▶ **Work required**
Look through the listing and locate every line containing the word "ConnectionId"; copy those lines.

***

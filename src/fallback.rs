//! Static fallback renderer.
//!
//! No browser involved: the markup is parsed with a tolerant DOM parser,
//! structural statistics are computed by direct tree queries, and a
//! synthetic `<script type="application/json">` element carrying the
//! statistics is embedded in the body. The parser always yields a tree, so
//! this renderer cannot fail on malformed input.

use scraper::{ElementRef, Html};

use crate::types::{
    ExtractionData, Metadata, PageContent, RenderResult, Statistics, DATA_ELEMENT_ID,
};
use crate::{HxeError, Result};

const HEADING_TAGS: &[&str] = &["h1", "h2", "h3", "h4", "h5", "h6"];

#[derive(Debug, Clone, Default)]
pub struct StaticRenderer;

impl StaticRenderer {
    pub fn new() -> Self {
        Self
    }

    /// Renders normalized content. URL inputs are rejected here; the
    /// orchestrator fetches URL bodies before selecting this renderer.
    pub fn render(&self, content: &PageContent) -> Result<RenderResult> {
        match content {
            PageContent::Html(html) => Ok(self.render_html(html)),
            PageContent::Url(url) => Err(HxeError::render(format!(
                "Static renderer cannot navigate to {}; fetch the URL first",
                url
            ))),
        }
    }

    /// Parses the markup, computes extraction data, and returns the
    /// serialized tree with the data script element embedded. Any data
    /// element left over from a previous pass is replaced, not duplicated.
    pub fn render_html(&self, html: &str) -> RenderResult {
        let mut document = Html::parse_document(html);
        let data = collect_extraction_data(&document);

        remove_existing_data_element(&mut document);

        let serialized = document.html();
        let enhanced = embed_data_script(&serialized, &data);

        RenderResult::HtmlWithData {
            html: enhanced,
            data: data.into_map(),
        }
    }
}

fn collect_extraction_data(document: &Html) -> ExtractionData {
    let mut title = String::new();
    let mut stats = Statistics::default();

    for node in document.tree.nodes() {
        let Some(element) = node.value().as_element() else {
            continue;
        };
        let name = element.name();

        if HEADING_TAGS.contains(&name) {
            stats.headings += 1;
        }
        match name {
            "a" => stats.links += 1,
            "img" => stats.images += 1,
            "table" => stats.tables += 1,
            "p" => stats.paragraphs += 1,
            "title" if title.is_empty() => {
                if let Some(el) = ElementRef::wrap(node) {
                    title = el.text().collect();
                }
            }
            _ => {}
        }
    }

    ExtractionData {
        metadata: Metadata { title },
        statistics: stats,
        // No script engine runs on this path.
        enhancement_applied: false,
    }
}

/// Detaches a previously injected data element so reprocessing an enhanced
/// document swaps the payload instead of stacking copies.
fn remove_existing_data_element(document: &mut Html) {
    let stale: Vec<_> = document
        .tree
        .nodes()
        .filter(|node| {
            node.value()
                .as_element()
                .map(|el| el.name() == "script" && el.attr("id") == Some(DATA_ELEMENT_ID))
                .unwrap_or(false)
        })
        .map(|node| node.id())
        .collect();

    for id in stale {
        if let Some(mut node) = document.tree.get_mut(id) {
            node.detach();
        }
    }
}

/// Appends the data script element inside `<body>`. `parse_document`
/// guarantees a body element exists even for fragment-like input; if the
/// serialized form still lacks a closing tag the element is appended at the
/// end of the document.
fn embed_data_script(serialized: &str, data: &ExtractionData) -> String {
    let json = serde_json::to_string(data)
        .unwrap_or_else(|_| "{}".to_string())
        // Keep the payload inert inside a script element.
        .replace("</", "<\\/");
    let script = format!(
        "<script type=\"application/json\" id=\"{}\">{}</script>",
        DATA_ELEMENT_ID, json
    );

    match serialized.rfind("</body>") {
        Some(idx) => {
            let mut out = String::with_capacity(serialized.len() + script.len());
            out.push_str(&serialized[..idx]);
            out.push_str(&script);
            out.push_str(&serialized[idx..]);
            out
        }
        None => {
            let mut out = serialized.to_string();
            out.push_str(&script);
            out
        }
    }
}

#[cfg(test)]
mod tests {
    use super::*;
    use crate::types::DataMap;
    use serde_json::Value;

    fn render(html: &str) -> (String, DataMap) {
        let result = StaticRenderer::new().render_html(html);
        let (html, data) = result.into_parts();
        (html, data.expect("static renderer always produces data"))
    }

    #[test]
    fn counts_structural_elements() {
        let html = "<html><head><title>Stats</title></head><body>\
             <h1>a</h1><h2>b</h2><h6>c</h6>\
             <a href=\"#\">x</a><a href=\"#\">y</a>\
             <img src=\"i.png\"><table></table>\
             <p>1</p><p>2</p><p>3</p></body></html>";
        let (_, data) = render(html);
        let stats = &data["statistics"];
        assert_eq!(stats["headings"], Value::from(3));
        assert_eq!(stats["links"], Value::from(2));
        assert_eq!(stats["images"], Value::from(1));
        assert_eq!(stats["tables"], Value::from(1));
        assert_eq!(stats["paragraphs"], Value::from(3));
        assert_eq!(data["metadata"]["title"], Value::from("Stats"));
        assert_eq!(data["enhancementApplied"], Value::Bool(false));
    }

    #[test]
    fn missing_title_is_empty_string() {
        let (_, data) = render("<html><body><p>x</p></body></html>");
        assert_eq!(data["metadata"]["title"], Value::from(""));
    }

    #[test]
    fn embeds_data_script_in_body() {
        let (html, _) = render("<html><body><p>x</p></body></html>");
        let marker = format!("id=\"{}\"", DATA_ELEMENT_ID);
        assert!(html.contains(&marker), "expected data element in: {html}");
        let idx = html.find(&marker).unwrap();
        let body_close = html.rfind("</body>").unwrap();
        assert!(idx < body_close, "data element should sit inside body");
    }

    #[test]
    fn synthesizes_body_for_bare_fragment() {
        let (html, data) = render("<p>only a paragraph</p>");
        assert!(html.contains("<body>"));
        assert!(html.contains(DATA_ELEMENT_ID));
        assert_eq!(data["statistics"]["paragraphs"], Value::from(1));
    }

    #[test]
    fn malformed_markup_never_fails() {
        let (html, data) = render("<h1>unclosed <p>broken <a href='>>><table><td>");
        assert!(html.contains(DATA_ELEMENT_ID));
        assert!(data["statistics"]["headings"].as_u64().unwrap() >= 1);
    }

    #[test]
    fn heading_count_sums_all_levels() {
        let html = "<h1></h1><h2></h2><h3></h3><h4></h4><h5></h5><h6></h6>";
        let (_, data) = render(html);
        assert_eq!(data["statistics"]["headings"], Value::from(6));
    }

    #[test]
    fn reprocessing_replaces_data_element() {
        let (first, _) = render("<html><body><p>x</p></body></html>");
        let (second, data) = render(&first);
        let marker = format!("id=\"{}\"", DATA_ELEMENT_ID);
        assert_eq!(
            second.matches(&marker).count(),
            1,
            "reprocessing must leave exactly one data element"
        );
        // The stale payload is dropped before counting, so statistics are
        // unchanged across passes.
        assert_eq!(data["statistics"]["paragraphs"], Value::from(1));
    }

    #[test]
    fn data_payload_escapes_closing_tags() {
        let data = ExtractionData {
            metadata: Metadata {
                title: "a</script>b".to_string(),
            },
            ..ExtractionData::default()
        };
        let out = embed_data_script("<html><body></body></html>", &data);
        assert!(
            out.contains("a<\\/script>b"),
            "closing tag in payload must be escaped: {out}"
        );
    }

    #[test]
    fn url_content_is_rejected() {
        let renderer = StaticRenderer::new();
        let result = renderer.render(&PageContent::Url("https://example.com".to_string()));
        assert!(matches!(result, Err(HxeError::Render(_))));
    }
}
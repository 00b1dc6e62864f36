//! Profile-backed renderer: a persistent browser context rooted at a named
//! on-disk profile directory, with enrichment-script injection over a CDP
//! session. Produces HTML only; no extraction mapping.

use std::path::{Path, PathBuf};

use super::playwright::{ensure_node_available, ensure_playwright_available, run_script, PROFILE_SCRIPT};
use super::{log_progress, BrowserOptions};
use crate::injector::Injector;
use crate::types::{PageContent, ProgressFn, RenderResult};
use crate::{HxeError, Result};

/// Resolves a named profile to its directory under the profile root, if it
/// exists on disk. Profiles are created and populated by the browser engine;
/// this crate only checks for their presence.
pub fn resolve_profile_dir(name: &str, root: &Path) -> Option<PathBuf> {
    let dir = root.join(name);
    dir.is_dir().then_some(dir)
}

pub struct ProfileRenderer {
    options: BrowserOptions,
    /// Resolved profile directory; `None` downgrades to an ephemeral launch.
    profile_dir: Option<PathBuf>,
    injector: Injector,
    progress: Option<ProgressFn>,
}

impl ProfileRenderer {
    pub fn new(
        options: BrowserOptions,
        profile_dir: Option<PathBuf>,
        injector: Injector,
        progress: Option<ProgressFn>,
    ) -> Self {
        Self {
            options,
            profile_dir,
            injector,
            progress,
        }
    }

    /// Whether renders will use a persistent profile context.
    pub fn uses_persistent_profile(&self) -> bool {
        self.profile_dir.is_some()
    }

    /// Renders the content and returns the serialized post-enrichment DOM.
    pub async fn render(&self, content: &PageContent) -> Result<RenderResult> {
        ensure_node_available(&self.options.node_command).await?;
        ensure_playwright_available(&self.options.node_command).await?;

        let (source, is_url) = match content {
            PageContent::Url(url) => (url.as_str(), true),
            PageContent::Html(html) => (html.as_str(), false),
        };

        match &self.profile_dir {
            Some(dir) => log_progress(
                &self.progress,
                &format!("Rendering with persistent profile at {}", dir.display()),
            ),
            None => log_progress(&self.progress, "Rendering with ephemeral browser context"),
        }

        let input = serde_json::json!({
            "source": source,
            "isUrl": is_url,
            "profileDir": self.profile_dir.as_ref().map(|dir| dir.to_string_lossy()),
            "navTimeoutMs": self.options.navigation_timeout.as_millis() as u64,
            "idleTimeoutMs": self.options.network_idle_timeout.as_millis() as u64,
            "headless": self.options.headless,
            "injector": self.injector.script(),
        });

        let payload = run_script(
            &self.options.node_command,
            PROFILE_SCRIPT,
            &input,
            self.options.process_timeout,
        )
        .await?;

        if payload.applied == Some(false) {
            log_progress(
                &self.progress,
                "Warning: enrichment script did not complete successfully",
            );
        }

        let html = payload.html.ok_or_else(|| {
            HxeError::render("Playwright returned ok status but no HTML".to_string())
        })?;

        Ok(RenderResult::HtmlOnly(html))
    }
}
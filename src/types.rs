use serde::{Deserialize, Serialize};
use serde_json::{Map, Value};

/// Element id of the `<script type="application/json">` node that carries
/// extraction data inside enhanced documents.
pub const DATA_ELEMENT_ID: &str = "html-extractor-data";

/// Callback used to surface progress messages and warnings to the caller.
/// The CLI wires this to stderr in verbose mode.
pub type ProgressFn = std::sync::Arc<dyn Fn(&str) + Send + Sync>;

/// JSON object mapping produced alongside rendering.
pub type DataMap = Map<String, Value>;

/// Which rendering strategy ran. Exactly one executes per invocation and it
/// fully determines whether extraction data is present.
#[derive(Debug, Clone, Copy, PartialEq, Eq, Serialize, Deserialize)]
#[serde(rename_all = "lowercase")]
pub enum RendererKind {
    Profile,
    Ephemeral,
    Static,
}

impl RendererKind {
    pub fn as_str(&self) -> &'static str {
        match self {
            RendererKind::Profile => "profile",
            RendererKind::Ephemeral => "ephemeral",
            RendererKind::Static => "static",
        }
    }
}

/// Normalized input handed to a renderer after the orchestrator has read
/// file sources and (on the no-browser path) fetched URL sources.
#[derive(Debug, Clone)]
pub enum PageContent {
    /// Navigate to this URL inside the browser.
    Url(String),
    /// Set this markup as the page content directly.
    Html(String),
}

/// Result of one render. The profile-backed renderer produces HTML only;
/// the ephemeral and static renderers also produce an extraction mapping.
#[derive(Debug, Clone)]
pub enum RenderResult {
    HtmlOnly(String),
    HtmlWithData { html: String, data: DataMap },
}

impl RenderResult {
    pub fn html(&self) -> &str {
        match self {
            RenderResult::HtmlOnly(html) => html,
            RenderResult::HtmlWithData { html, .. } => html,
        }
    }

    pub fn data(&self) -> Option<&DataMap> {
        match self {
            RenderResult::HtmlOnly(_) => None,
            RenderResult::HtmlWithData { data, .. } => Some(data),
        }
    }

    pub fn into_parts(self) -> (String, Option<DataMap>) {
        match self {
            RenderResult::HtmlOnly(html) => (html, None),
            RenderResult::HtmlWithData { html, data } => (html, Some(data)),
        }
    }
}

/// Structured summary computed alongside rendering.
#[derive(Debug, Clone, Default, PartialEq, Eq, Serialize, Deserialize)]
#[serde(rename_all = "camelCase")]
pub struct ExtractionData {
    pub metadata: Metadata,
    pub statistics: Statistics,
    pub enhancement_applied: bool,
}

#[derive(Debug, Clone, Default, PartialEq, Eq, Serialize, Deserialize)]
#[serde(rename_all = "camelCase")]
pub struct Metadata {
    pub title: String,
}

#[derive(Debug, Clone, Default, PartialEq, Eq, Serialize, Deserialize)]
#[serde(rename_all = "camelCase")]
pub struct Statistics {
    pub headings: u64,
    pub links: u64,
    pub images: u64,
    pub tables: u64,
    pub paragraphs: u64,
}

impl ExtractionData {
    /// Converts into the generic mapping shape used by `RenderResult`.
    pub fn into_map(self) -> DataMap {
        match serde_json::to_value(&self) {
            Ok(Value::Object(map)) => map,
            _ => Map::new(),
        }
    }
}
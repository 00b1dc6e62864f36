use clap::{Parser, Subcommand};
use std::path::PathBuf;

#[derive(Parser)]
#[command(name = "hxe")]
#[command(
    version,
    about = "HTML Extractor and Enhancer - render, enrich, and snapshot HTML documents",
    long_about = "HTML Extractor and Enhancer (HXE)\n\nLoads an HTML document from literal markup, a local file, or a URL, renders it, runs the enrichment script inside the page, and writes the post-render DOM to a file (optionally with a JSON summary of structural statistics).\n\nBy default a headless browser renders the page; --profile selects a persistent browser profile, and --no-playwright skips the browser entirely in favor of a static HTML parser."
)]
#[command(propagate_version = true)]
pub struct Cli {
    #[command(subcommand)]
    pub command: Commands,

    #[arg(long, short = 'v', global = true, help = "Enable verbose output")]
    pub verbose: bool,

    #[arg(
        long,
        global = true,
        value_name = "PATH",
        help = "Optional config file (TOML) to set defaults for headless mode/timeouts/profile root; CLI flags override config"
    )]
    pub config: Option<PathBuf>,
}

#[derive(Subcommand)]
pub enum Commands {
    /// Extract and enhance an HTML document
    Extract {
        #[arg(help = "HTML content, file path, or URL")]
        source: String,

        #[arg(help = "Output file path for the enhanced HTML")]
        output: PathBuf,

        #[arg(
            long,
            value_name = "PATH",
            help = "Also write the extraction data as pretty-printed JSON to this path"
        )]
        data: Option<PathBuf>,

        #[arg(
            long,
            help = "Disable browser automation; parse with the static fallback renderer instead"
        )]
        no_playwright: bool,

        #[arg(long, help = "Disable headless mode (shows browser UI)")]
        no_headless: bool,

        #[arg(
            long,
            value_name = "NAME",
            help = "Render with a persistent browser profile of this name"
        )]
        profile: Option<String>,

        #[arg(
            long,
            value_name = "PATH",
            help = "Enrichment script path (default: HXE_INJECTOR env, then injector.js next to the binary)"
        )]
        injector: Option<PathBuf>,

        #[arg(
            long,
            default_value = "30",
            help = "Navigation timeout (seconds) for URL rendering"
        )]
        nav_timeout: u64,

        #[arg(
            long,
            default_value = "10",
            help = "Network idle timeout (seconds) for URL rendering"
        )]
        network_idle_timeout: u64,

        #[arg(
            long,
            default_value = "45",
            help = "Process timeout (seconds) for the Playwright invocation"
        )]
        process_timeout: u64,
    },
}

pub fn parse() -> Cli {
    Cli::parse()
}
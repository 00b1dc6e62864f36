//! Enrichment-script loading.
//!
//! The injector is a fixed piece of JavaScript executed inside the rendered
//! page before serialization. It is read once at startup; a missing file is
//! a configuration error raised before any render is attempted.

use std::fs;
use std::path::{Path, PathBuf};

use crate::{HxeError, Result};

/// Environment override for the enrichment-script path.
pub const INJECTOR_ENV: &str = "HXE_INJECTOR";

/// File name looked up next to the executable when no override is given.
const INJECTOR_FILE_NAME: &str = "injector.js";

/// The enrichment script, loaded once at startup.
#[derive(Debug, Clone)]
pub struct Injector {
    path: PathBuf,
    script: String,
}

impl Injector {
    /// Loads the script from an explicit path.
    pub fn from_path(path: &Path) -> Result<Self> {
        let script = fs::read_to_string(path).map_err(|_| {
            HxeError::Config(format!(
                "JavaScript injector not found at {}",
                path.display()
            ))
        })?;
        Ok(Self {
            path: path.to_path_buf(),
            script,
        })
    }

    /// Resolves the default location and loads the script from there.
    /// Resolution order: `HXE_INJECTOR` env var, then `injector.js` next to
    /// the running executable.
    pub fn load_default() -> Result<Self> {
        Self::from_path(&default_path()?)
    }

    pub fn path(&self) -> &Path {
        &self.path
    }

    pub fn script(&self) -> &str {
        &self.script
    }
}

fn default_path() -> Result<PathBuf> {
    if let Some(path) = std::env::var_os(INJECTOR_ENV) {
        return Ok(PathBuf::from(path));
    }

    let exe = std::env::current_exe()
        .map_err(|e| HxeError::Config(format!("Unable to locate executable: {}", e)))?;
    let dir = exe.parent().ok_or_else(|| {
        HxeError::Config("Unable to locate executable directory for injector.js".to_string())
    })?;
    Ok(dir.join(INJECTOR_FILE_NAME))
}

#[cfg(test)]
mod tests {
    use super::*;
    use std::io::Write;

    #[test]
    fn from_path_reads_script() {
        let mut file = tempfile::NamedTempFile::new().expect("temp file");
        write!(file, "(() => true)()").unwrap();
        let injector = Injector::from_path(file.path()).expect("load injector");
        assert_eq!(injector.script(), "(() => true)()");
        assert_eq!(injector.path(), file.path());
    }

    #[test]
    fn from_path_missing_file_is_config_error() {
        let err = Injector::from_path(Path::new("/tmp/no-such-injector.js")).unwrap_err();
        match err {
            HxeError::Config(msg) => {
                assert!(msg.contains("injector"), "got: {msg}");
                assert!(msg.contains("/tmp/no-such-injector.js"), "got: {msg}");
            }
            other => panic!("expected config error, got {other:?}"),
        }
    }
}
use std::path::{Path, PathBuf};

use url::Url;

/// A classified input source.
///
/// Classification happens exactly once per invocation and is total: any
/// string maps to one of the three variants. An existing file always wins
/// over URL syntax, so a path that also parses as a URL stays a file.
#[derive(Debug, Clone, PartialEq, Eq)]
pub enum Source {
    /// Literal HTML markup passed directly on the command line or API.
    Html(String),
    /// Path to an existing local file.
    File(PathBuf),
    /// Absolute URL with both a scheme and a host.
    Url(String),
}

impl Source {
    /// Classifies a raw source string. Never fails.
    pub fn classify(value: &str) -> Source {
        let path = Path::new(value);
        if path.is_file() {
            return Source::File(path.to_path_buf());
        }

        if is_url(value) {
            return Source::Url(value.to_string());
        }

        Source::Html(value.to_string())
    }

    pub fn kind_name(&self) -> &'static str {
        match self {
            Source::Html(_) => "html",
            Source::File(_) => "file",
            Source::Url(_) => "url",
        }
    }
}

/// URL check used for classification: must parse and carry a host.
/// Scheme-only strings like `mailto:x` or bare words do not qualify.
pub fn is_url(value: &str) -> bool {
    match Url::parse(value) {
        Ok(url) => url.has_host(),
        Err(_) => false,
    }
}

#[cfg(test)]
mod tests {
    use super::*;
    use std::io::Write;

    #[test]
    fn classifies_http_url() {
        let src = Source::classify("https://example.com/page");
        assert_eq!(src, Source::Url("https://example.com/page".to_string()));
    }

    #[test]
    fn classifies_literal_html() {
        let src = Source::classify("<html><body><p>x</p></body></html>");
        assert!(matches!(src, Source::Html(_)));
    }

    #[test]
    fn classifies_existing_file() {
        let mut file = tempfile::NamedTempFile::new().expect("temp file");
        writeln!(file, "<p>hi</p>").unwrap();
        let src = Source::classify(file.path().to_str().unwrap());
        assert!(matches!(src, Source::File(_)));
    }

    #[test]
    fn missing_path_falls_through_to_html() {
        let src = Source::classify("/tmp/definitely-not-a-real-file-xyz.html");
        assert!(matches!(src, Source::Html(_)));
    }

    #[test]
    fn existing_file_wins_over_url_syntax() {
        // A relative path that url::Url would reject anyway, but make the
        // precedence explicit with a name that contains a scheme separator.
        let dir = tempfile::tempdir().expect("tempdir");
        let path = dir.path().join("https:page.html");
        std::fs::write(&path, "<p>x</p>").unwrap();
        let src = Source::classify(path.to_str().unwrap());
        assert!(matches!(src, Source::File(_)));
    }

    #[test]
    fn scheme_without_host_is_not_a_url() {
        assert!(!is_url("mailto:user@example.com"));
        assert!(!is_url("not a url"));
        assert!(!is_url(""));
    }

    #[test]
    fn classify_is_idempotent_for_urls() {
        let first = Source::classify("http://localhost:3000/dashboard");
        let second = Source::classify("http://localhost:3000/dashboard");
        assert_eq!(first, second);
    }
}
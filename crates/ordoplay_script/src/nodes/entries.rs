// SPDX-License-Identifier: MIT OR Apache-2.0
//! Entry nodes, one per host signal.
//!
//! Payloads (other object, event value) are written into the payload slot by
//! the host before the walk starts; the entry only forwards them.

use super::{ids, PAYLOAD_SLOT};
use crate::evaluation::{EvaluationError, NodeBehavior, NodeContext, ProcessingStatus};
use crate::node::{EntryKind, NodeCategory, NodeType};
use crate::port::{Port, PortType, PortValue};
use crate::registry::NodeRegistry;

/// Setting holding the event name an `on_event` node listens to
pub const EVENT_SETTING: &str = "event";
/// Setting holding the zone name an `on_zone_event` node listens to
pub const ZONE_SETTING: &str = "zone";
/// Setting holding the zone activation (`Enter`, `Stay` or `Exit`)
pub const ACTIVATION_SETTING: &str = "activation";

struct Entry {
    writes_delta: bool,
}

impl NodeBehavior for Entry {
    fn evaluate(&mut self, ctx: &mut NodeContext<'_>) -> Result<ProcessingStatus, EvaluationError> {
        if self.writes_delta {
            let delta = ctx.time().delta;
            ctx.set_output(PAYLOAD_SLOT, PortValue::Float(delta));
        }
        Ok(ProcessingStatus::Finished)
    }
}

fn entry_type(id: &str, name: &str, kind: EntryKind, description: &str, payload: Option<Port>) -> NodeType {
    let mut outputs = vec![Port::output("Exec", PortType::Exec)];
    outputs.extend(payload);
    NodeType {
        id: id.to_string(),
        name: name.to_string(),
        category: NodeCategory::Entry(kind),
        description: description.to_string(),
        inputs: vec![],
        outputs,
    }
}

pub(super) fn register(registry: &mut NodeRegistry) {
    let entries = [
        entry_type(ids::ON_START, "On Start", EntryKind::Start, "Runs once when the script starts", None),
        entry_type(
            ids::ON_UPDATE,
            "On Update",
            EntryKind::Update,
            "Runs every tick",
            Some(Port::output("Delta Time", PortType::Float)),
        ),
        entry_type(
            ids::ON_TRIGGER_ENTERED,
            "On Trigger Entered",
            EntryKind::TriggerEntered,
            "An object entered the trigger volume",
            Some(Port::output("Other", PortType::Entity)),
        ),
        entry_type(
            ids::ON_TRIGGER_EXITED,
            "On Trigger Exited",
            EntryKind::TriggerExited,
            "An object left the trigger volume",
            Some(Port::output("Other", PortType::Entity)),
        ),
        entry_type(
            ids::ON_COLLISION,
            "On Collision",
            EntryKind::Collision,
            "The owner collided with an object",
            Some(Port::output("Other", PortType::Entity)),
        ),
        entry_type(
            ids::ON_EVENT,
            "On Event",
            EntryKind::Event,
            "A named event was raised",
            Some(Port::output("Payload", PortType::Any)),
        ),
        entry_type(
            ids::ON_ZONE_EVENT,
            "On Zone Event",
            EntryKind::ZoneEvent,
            "An object entered, stayed in or left a zone",
            Some(Port::output("Other", PortType::Entity)),
        ),
    ];

    for node_type in entries {
        let writes_delta = node_type.id == ids::ON_UPDATE;
        registry.register(node_type, move |_| Box::new(Entry { writes_delta }));
    }
}
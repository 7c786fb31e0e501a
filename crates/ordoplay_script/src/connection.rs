// SPDX-License-Identifier: MIT OR Apache-2.0
//! Connection (edge) definitions for the graph.

use crate::node::NodeId;
use crate::port::PortId;
use serde::{Deserialize, Serialize};
use uuid::Uuid;

/// Unique identifier for a connection
#[derive(Debug, Clone, Copy, PartialEq, Eq, Hash, Serialize, Deserialize)]
pub struct ConnectionId(pub Uuid);

impl ConnectionId {
    /// Create a new random connection ID
    pub fn new() -> Self {
        Self(Uuid::new_v4())
    }
}

impl Default for ConnectionId {
    fn default() -> Self {
        Self::new()
    }
}

/// A connection from an output port to an input port
#[derive(Debug, Clone, Serialize, Deserialize)]
pub struct Connection {
    /// Unique connection ID
    pub id: ConnectionId,
    /// Source node ID
    pub from_node: NodeId,
    /// Source port ID
    pub from_port: PortId,
    /// Target node ID
    pub to_node: NodeId,
    /// Target port ID
    pub to_port: PortId,
    /// Execution link (true) or data link (false)
    pub exec: bool,
}

impl Connection {
    /// Create a new execution link
    pub fn exec(from_node: NodeId, from_port: PortId, to_node: NodeId, to_port: PortId) -> Self {
        Self::new(from_node, from_port, to_node, to_port, true)
    }

    /// Create a new data link
    pub fn data(from_node: NodeId, from_port: PortId, to_node: NodeId, to_port: PortId) -> Self {
        Self::new(from_node, from_port, to_node, to_port, false)
    }

    fn new(
        from_node: NodeId,
        from_port: PortId,
        to_node: NodeId,
        to_port: PortId,
        exec: bool,
    ) -> Self {
        Self {
            id: ConnectionId::new(),
            from_node,
            from_port,
            to_node,
            to_port,
            exec,
        }
    }

    /// Check if this connection involves a specific node
    pub fn involves_node(&self, node_id: NodeId) -> bool {
        self.from_node == node_id || self.to_node == node_id
    }

    /// Check if this connection involves a specific port
    pub fn involves_port(&self, port_id: PortId) -> bool {
        self.from_port == port_id || self.to_port == port_id
    }
}

#[cfg(test)]
mod tests {
    use super::*;

    #[test]
    fn test_involvement() {
        let (a, b, c) = (NodeId::new(), NodeId::new(), NodeId::new());
        let (out, inp) = (PortId::new(), PortId::new());
        let link = Connection::data(a, out, b, inp);

        assert!(!link.exec);
        assert!(link.involves_node(a) && link.involves_node(b));
        assert!(!link.involves_node(c));
        assert!(link.involves_port(inp));
        assert!(!link.involves_port(PortId::new()));
    }
}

***

▶ **Solution below**
pub struct ConnectionId(pub Uuid);
impl ConnectionId {
impl Default for ConnectionId {
    pub id: ConnectionId,
            id: ConnectionId::new(),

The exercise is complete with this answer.